- Origin: Falköping, Sweden
- Genres: Hard Rock; Melodic Hard Rock;
- Years active: 1989–1995; 2021–present;
- Label: Napalm
- Members: Tobias Gustavsson; Jonny Wemmenstedt; Marcus Åblad; Martin Frejinger; Mattias Carlsson;
- Website: nestortheband.com

= Nestor (band) =

Swedish rock band

Nestor is a Swedish Melodic Hard Rock band from Falköping. The band formed in 1989 and was active locally until 1995, releasing a handful of EPs unofficially but with no official album release, before going on hiatus and reforming in 2021.

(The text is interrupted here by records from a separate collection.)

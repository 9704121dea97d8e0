pub mod capabilities;
pub mod command;
pub mod config;
pub mod connection_common;
pub mod keys;
pub mod scriptargs;
pub mod types;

In 2021, they released their first album Kids in a Ghost Town. In 2022, a deluxe version of Kids in a Ghost Town was released, containing three additional songs. Reviewing for metal.de, Sonja Schreyer wrote that the album's remaining tracks were just as strong as its breakout single "On the Run", highlighting the title track and "1989" as continuing the same 1980s feel, and singled out the duet "Tomorrow", featuring 1980s icon Samantha Fox, as a highlight.

Kids in a Ghost Town was nominated for the Hard Rock/Metal category at the 2022 Swedish Grammy Awards (Grammis). The band also won Album of the Year and Song of the Year at both the Rocknyttpriset and the Bandit Rock Awards for Teenage Rebel; its song "Caroline" was named Song of the Year at the 2025 Rocknyttpriset.

Nestor performed at the 2023 edition of Rock Hard Festival in Gelsenkirchen, Germany, alongside acts including Testament, Sodom, and the Michael Schenker Group, despite nearly missing their slot after cancelled flights forced a last-minute route via France. A review by Raymond Helebrand for Headbangers Lifestyle praised the band's live recreation of a 1980s glam and melodic rock sound as note-perfect, remarking that the performance was "perhaps even a little too perfectly" polished.

On 26 March 2024, the band announced their second album, Teenage Rebel, which was released on 31 May, and released the song "Victorious". Angry Metal Guy rated Teenage Rebel 3.5 out of 5, describing it as a "guilty pleasure" in the mould of 1980s radio rock acts such as Survivor and Journey; the reviewer noted having enjoyed the band's 2021 debut more than expected while declining to review it at the time, but chose to review Teenage Rebel directly. Teenage Rebel was nominated for a Grammis in the Hard Rock/Metal category in 2025.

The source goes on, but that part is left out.